EXERCISE GOAL » Whenever the word "extracted" appears in a line of the data below, copy that line.

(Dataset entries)
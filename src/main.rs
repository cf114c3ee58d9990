use clap::{Parser, Subcommand};
use heapling::{
    demo::{heap_demo, list_demo, sort_keys},
    options::{CommonOptions, HeapOptions, ListOptions},
};

/// Classic data structure walkthroughs
#[derive(Debug, Parser)]
#[command(name = "heapling")]
#[command(about = "Demonstrate a binary max-heap and a singly linked list.", long_about = None)]
struct Cli {
    #[command(subcommand)]
    command: Commands,
}

#[derive(Debug, Subcommand)]
enum Commands {
    /// Insert keys into a max-heap, then extract the maximum repeatedly
    Heap {
        #[command(flatten)]
        options: HeapOptions,

        #[command(flatten)]
        common: CommonOptions,
    },

    /// Sort keys into non-increasing order using the max-heap
    #[command(arg_required_else_help = true)]
    Sort {
        /// Keys to sort
        #[arg(num_args(1..), allow_negative_numbers = true)]
        keys: Vec<i64>,

        #[command(flatten)]
        common: CommonOptions,
    },

    /// Walk through the linked list operations
    List {
        #[command(flatten)]
        options: ListOptions,

        #[command(flatten)]
        common: CommonOptions,
    },
}

impl Commands {
    fn common(&self) -> &CommonOptions {
        match self {
            Commands::Heap { common, .. } => common,
            Commands::Sort { common, .. } => common,
            Commands::List { common, .. } => common,
        }
    }
}

fn main() -> std::io::Result<()> {
    let cli = Cli::parse();

    env_logger::builder()
        .filter_level(cli.command.common().log_level())
        .init();

    match cli.command {
        Commands::Heap { options, .. } => {
            let extracted = heap_demo(&options)?;
            let missing = extracted.iter().filter(|x| x.is_none()).count();
            if missing > 0 {
                log::info!("{} extractions found the heap empty", missing);
            }
        }
        Commands::Sort { keys, .. } => {
            let stdout = std::io::stdout();
            sort_keys(&keys, &mut stdout.lock())?;
        }
        Commands::List { options, .. } => {
            let stdout = std::io::stdout();
            list_demo(&options, &mut stdout.lock())?;
        }
    }
    Ok(())
}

OUTPUT OF THE TASK »
            let extracted = heap_demo(&options)?;
            let missing = extracted.iter().filter(|x| x.is_none()).count();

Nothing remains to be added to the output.